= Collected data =
--------------------------------

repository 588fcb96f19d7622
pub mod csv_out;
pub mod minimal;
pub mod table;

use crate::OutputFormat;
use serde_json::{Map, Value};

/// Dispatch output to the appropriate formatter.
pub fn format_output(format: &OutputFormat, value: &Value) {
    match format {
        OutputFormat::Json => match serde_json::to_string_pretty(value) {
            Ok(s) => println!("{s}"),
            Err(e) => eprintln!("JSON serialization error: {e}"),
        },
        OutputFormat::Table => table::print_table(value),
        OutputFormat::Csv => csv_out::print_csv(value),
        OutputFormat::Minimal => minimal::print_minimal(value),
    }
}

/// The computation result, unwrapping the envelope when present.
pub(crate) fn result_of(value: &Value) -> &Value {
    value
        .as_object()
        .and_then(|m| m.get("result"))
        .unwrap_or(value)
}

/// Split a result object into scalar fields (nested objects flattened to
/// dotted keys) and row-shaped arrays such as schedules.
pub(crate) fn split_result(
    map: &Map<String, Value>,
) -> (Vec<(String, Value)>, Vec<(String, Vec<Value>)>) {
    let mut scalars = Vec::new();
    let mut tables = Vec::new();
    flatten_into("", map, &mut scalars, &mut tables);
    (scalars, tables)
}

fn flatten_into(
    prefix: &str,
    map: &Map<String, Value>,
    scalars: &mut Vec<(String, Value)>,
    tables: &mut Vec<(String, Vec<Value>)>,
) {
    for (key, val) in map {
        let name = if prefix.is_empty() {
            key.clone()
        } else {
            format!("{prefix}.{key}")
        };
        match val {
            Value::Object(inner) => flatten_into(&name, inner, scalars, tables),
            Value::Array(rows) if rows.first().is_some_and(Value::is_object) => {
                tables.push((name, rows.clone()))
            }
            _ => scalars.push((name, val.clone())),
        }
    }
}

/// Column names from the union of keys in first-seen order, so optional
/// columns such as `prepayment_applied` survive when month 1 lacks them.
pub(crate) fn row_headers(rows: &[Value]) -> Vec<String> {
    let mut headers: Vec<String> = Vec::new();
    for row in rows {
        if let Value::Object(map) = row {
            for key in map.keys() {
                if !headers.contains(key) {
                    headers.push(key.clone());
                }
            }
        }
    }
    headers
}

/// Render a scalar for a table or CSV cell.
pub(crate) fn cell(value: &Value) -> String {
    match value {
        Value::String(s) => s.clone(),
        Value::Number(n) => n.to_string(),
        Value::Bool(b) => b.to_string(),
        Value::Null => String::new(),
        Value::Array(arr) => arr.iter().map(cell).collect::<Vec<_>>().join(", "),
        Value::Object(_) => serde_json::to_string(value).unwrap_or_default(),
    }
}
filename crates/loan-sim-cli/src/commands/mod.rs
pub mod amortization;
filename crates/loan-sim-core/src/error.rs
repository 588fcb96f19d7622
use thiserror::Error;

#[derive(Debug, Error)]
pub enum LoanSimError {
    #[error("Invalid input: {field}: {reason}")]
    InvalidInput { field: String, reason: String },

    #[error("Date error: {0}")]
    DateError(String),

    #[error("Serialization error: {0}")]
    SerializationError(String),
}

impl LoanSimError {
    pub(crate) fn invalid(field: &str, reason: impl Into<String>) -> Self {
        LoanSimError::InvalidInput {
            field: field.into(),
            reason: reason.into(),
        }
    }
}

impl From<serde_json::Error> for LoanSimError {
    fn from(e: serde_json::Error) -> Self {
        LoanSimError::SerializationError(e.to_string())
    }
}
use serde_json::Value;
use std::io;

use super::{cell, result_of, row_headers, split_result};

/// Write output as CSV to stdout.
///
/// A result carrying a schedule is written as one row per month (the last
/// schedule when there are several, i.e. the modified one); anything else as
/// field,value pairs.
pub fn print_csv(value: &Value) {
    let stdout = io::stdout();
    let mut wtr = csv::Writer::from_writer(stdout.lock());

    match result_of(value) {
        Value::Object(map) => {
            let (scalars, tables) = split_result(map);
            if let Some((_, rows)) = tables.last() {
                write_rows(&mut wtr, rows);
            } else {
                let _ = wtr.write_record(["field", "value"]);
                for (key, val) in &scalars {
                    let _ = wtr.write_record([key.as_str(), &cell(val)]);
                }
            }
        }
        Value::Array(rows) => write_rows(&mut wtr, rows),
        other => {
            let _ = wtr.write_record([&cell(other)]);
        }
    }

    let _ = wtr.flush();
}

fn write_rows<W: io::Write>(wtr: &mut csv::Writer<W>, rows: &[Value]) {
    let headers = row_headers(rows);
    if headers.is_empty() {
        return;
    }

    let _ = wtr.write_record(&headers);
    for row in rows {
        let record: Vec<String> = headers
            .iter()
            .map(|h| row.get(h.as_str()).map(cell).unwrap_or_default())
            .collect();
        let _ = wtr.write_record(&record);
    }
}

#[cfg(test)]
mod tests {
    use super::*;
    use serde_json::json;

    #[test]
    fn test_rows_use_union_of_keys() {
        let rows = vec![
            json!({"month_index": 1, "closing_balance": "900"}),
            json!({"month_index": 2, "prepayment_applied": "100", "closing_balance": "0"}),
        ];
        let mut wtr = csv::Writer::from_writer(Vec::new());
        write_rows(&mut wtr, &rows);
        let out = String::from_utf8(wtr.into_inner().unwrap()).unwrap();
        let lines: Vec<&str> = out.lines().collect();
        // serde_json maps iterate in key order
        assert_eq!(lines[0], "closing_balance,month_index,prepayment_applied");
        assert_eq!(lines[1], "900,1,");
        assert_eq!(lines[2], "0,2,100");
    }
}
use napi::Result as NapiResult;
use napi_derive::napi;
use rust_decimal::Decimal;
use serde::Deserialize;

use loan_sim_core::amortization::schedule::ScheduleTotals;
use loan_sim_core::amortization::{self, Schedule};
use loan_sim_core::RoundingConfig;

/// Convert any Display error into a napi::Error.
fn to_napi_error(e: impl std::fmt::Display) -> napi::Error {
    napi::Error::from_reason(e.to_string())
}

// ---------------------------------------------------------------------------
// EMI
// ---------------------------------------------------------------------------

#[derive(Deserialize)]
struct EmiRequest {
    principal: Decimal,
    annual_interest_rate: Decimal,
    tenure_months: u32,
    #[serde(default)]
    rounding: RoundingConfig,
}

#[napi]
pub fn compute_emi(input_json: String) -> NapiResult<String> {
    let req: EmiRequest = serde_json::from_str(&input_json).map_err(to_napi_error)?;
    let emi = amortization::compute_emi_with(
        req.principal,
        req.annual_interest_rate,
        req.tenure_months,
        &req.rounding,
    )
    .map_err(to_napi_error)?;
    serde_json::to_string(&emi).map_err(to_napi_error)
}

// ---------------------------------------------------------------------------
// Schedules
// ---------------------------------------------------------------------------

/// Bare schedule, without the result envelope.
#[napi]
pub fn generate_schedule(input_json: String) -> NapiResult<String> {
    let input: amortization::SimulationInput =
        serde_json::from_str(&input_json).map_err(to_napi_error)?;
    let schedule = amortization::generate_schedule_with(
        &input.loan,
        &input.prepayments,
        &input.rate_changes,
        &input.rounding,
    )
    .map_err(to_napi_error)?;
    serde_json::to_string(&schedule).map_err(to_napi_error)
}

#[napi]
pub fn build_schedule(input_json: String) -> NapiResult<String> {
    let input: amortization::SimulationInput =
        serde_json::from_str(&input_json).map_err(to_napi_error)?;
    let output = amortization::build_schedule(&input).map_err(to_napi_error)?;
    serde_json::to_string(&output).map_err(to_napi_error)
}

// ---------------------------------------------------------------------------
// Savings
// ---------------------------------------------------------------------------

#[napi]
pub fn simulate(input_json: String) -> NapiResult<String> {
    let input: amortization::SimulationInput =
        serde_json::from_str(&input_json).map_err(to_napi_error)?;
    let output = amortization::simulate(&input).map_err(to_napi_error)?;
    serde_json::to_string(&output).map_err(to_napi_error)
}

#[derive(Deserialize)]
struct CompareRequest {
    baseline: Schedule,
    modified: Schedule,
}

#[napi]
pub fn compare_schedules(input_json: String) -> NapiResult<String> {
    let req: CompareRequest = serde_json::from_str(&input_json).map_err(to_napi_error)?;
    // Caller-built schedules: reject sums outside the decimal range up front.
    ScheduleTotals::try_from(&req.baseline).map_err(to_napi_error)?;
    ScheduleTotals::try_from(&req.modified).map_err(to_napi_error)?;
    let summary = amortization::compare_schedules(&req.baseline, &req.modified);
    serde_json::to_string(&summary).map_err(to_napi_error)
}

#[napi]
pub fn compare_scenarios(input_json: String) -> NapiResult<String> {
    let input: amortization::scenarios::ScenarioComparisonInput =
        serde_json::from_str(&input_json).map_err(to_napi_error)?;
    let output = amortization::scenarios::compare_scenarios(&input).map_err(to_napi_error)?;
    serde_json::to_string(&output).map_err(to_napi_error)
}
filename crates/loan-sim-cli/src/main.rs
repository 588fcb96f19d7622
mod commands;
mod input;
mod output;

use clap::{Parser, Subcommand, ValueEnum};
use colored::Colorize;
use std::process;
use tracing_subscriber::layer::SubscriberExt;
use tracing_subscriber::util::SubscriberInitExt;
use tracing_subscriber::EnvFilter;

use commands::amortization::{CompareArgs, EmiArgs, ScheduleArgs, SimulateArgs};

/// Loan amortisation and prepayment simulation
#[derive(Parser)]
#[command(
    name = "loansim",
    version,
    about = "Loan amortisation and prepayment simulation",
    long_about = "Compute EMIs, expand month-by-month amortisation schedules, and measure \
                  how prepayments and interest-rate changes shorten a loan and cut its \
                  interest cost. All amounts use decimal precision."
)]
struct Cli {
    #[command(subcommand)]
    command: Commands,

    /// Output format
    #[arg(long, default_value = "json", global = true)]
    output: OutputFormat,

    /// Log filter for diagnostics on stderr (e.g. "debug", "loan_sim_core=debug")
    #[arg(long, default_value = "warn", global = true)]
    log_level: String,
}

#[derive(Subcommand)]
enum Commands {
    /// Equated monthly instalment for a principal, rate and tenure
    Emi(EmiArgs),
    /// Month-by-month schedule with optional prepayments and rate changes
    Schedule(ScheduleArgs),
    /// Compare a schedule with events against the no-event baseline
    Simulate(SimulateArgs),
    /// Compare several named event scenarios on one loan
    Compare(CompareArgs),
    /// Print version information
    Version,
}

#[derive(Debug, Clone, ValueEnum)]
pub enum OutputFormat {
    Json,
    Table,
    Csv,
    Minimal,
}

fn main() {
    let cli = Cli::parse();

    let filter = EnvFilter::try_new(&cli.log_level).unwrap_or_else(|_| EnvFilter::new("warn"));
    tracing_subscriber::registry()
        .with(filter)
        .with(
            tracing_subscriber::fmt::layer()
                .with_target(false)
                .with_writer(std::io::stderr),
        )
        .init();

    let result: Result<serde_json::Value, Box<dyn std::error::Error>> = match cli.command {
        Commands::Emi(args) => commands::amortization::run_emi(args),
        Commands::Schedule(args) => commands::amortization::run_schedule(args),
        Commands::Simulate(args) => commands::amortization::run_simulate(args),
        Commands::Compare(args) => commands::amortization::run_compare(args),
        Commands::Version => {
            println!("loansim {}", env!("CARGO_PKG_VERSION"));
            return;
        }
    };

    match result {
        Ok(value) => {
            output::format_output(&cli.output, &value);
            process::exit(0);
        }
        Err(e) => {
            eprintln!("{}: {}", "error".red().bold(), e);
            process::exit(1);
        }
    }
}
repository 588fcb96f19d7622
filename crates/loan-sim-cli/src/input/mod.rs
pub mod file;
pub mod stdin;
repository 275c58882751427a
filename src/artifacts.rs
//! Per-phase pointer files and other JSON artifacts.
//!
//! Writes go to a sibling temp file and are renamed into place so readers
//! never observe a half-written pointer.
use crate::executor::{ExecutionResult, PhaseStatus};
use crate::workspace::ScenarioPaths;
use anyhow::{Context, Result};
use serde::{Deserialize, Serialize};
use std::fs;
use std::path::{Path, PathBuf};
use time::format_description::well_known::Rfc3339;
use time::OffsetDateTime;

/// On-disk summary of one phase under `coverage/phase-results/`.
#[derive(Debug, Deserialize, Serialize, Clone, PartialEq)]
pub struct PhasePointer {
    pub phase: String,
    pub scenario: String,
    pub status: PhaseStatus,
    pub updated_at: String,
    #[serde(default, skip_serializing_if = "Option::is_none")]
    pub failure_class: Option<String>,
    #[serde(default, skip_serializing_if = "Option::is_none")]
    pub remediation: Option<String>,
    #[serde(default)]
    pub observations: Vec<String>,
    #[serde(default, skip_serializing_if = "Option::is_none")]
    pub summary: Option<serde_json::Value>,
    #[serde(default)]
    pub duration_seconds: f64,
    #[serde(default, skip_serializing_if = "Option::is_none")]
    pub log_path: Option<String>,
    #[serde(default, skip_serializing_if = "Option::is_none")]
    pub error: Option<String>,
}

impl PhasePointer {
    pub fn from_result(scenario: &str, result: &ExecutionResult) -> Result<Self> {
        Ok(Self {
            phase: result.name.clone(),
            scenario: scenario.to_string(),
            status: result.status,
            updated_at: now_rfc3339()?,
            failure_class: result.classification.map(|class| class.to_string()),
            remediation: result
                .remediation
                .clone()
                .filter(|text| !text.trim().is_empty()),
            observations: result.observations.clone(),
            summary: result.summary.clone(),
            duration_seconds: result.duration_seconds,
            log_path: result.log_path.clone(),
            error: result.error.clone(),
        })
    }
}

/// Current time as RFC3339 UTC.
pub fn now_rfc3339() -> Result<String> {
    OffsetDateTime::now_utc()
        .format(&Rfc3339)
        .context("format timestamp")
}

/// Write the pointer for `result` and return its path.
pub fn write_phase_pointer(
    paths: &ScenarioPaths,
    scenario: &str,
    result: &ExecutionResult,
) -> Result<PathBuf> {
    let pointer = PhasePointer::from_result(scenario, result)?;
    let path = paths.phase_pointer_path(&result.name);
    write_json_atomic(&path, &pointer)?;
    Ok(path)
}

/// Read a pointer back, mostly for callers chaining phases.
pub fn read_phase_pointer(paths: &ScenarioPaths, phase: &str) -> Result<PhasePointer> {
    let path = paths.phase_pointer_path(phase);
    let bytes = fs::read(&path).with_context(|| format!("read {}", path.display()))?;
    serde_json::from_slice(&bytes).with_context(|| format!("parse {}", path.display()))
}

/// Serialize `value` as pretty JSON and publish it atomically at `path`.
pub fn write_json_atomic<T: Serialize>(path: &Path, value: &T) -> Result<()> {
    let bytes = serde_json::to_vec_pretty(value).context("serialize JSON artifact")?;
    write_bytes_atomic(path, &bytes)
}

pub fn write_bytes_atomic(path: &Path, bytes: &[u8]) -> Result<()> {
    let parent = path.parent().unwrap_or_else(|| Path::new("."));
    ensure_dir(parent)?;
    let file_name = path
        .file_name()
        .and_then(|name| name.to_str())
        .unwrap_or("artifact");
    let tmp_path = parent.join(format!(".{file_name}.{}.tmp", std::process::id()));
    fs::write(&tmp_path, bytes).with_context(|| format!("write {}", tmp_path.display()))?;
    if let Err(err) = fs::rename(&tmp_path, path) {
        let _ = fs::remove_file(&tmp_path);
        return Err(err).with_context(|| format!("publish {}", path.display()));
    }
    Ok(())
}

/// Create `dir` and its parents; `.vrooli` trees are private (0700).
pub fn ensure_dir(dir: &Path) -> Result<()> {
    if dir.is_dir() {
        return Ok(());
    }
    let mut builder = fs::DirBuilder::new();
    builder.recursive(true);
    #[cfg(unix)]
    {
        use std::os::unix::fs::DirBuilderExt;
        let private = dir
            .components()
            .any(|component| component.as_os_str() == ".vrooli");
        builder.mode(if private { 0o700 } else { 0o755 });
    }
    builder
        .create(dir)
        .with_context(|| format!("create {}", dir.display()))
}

--------------------------------

= Work request =
Whenever a line of the data includes the word "last", show that line in full.

= Task result =
/// A result carrying a schedule is written as one row per month (the last
            if let Some((_, rows)) = tables.last() {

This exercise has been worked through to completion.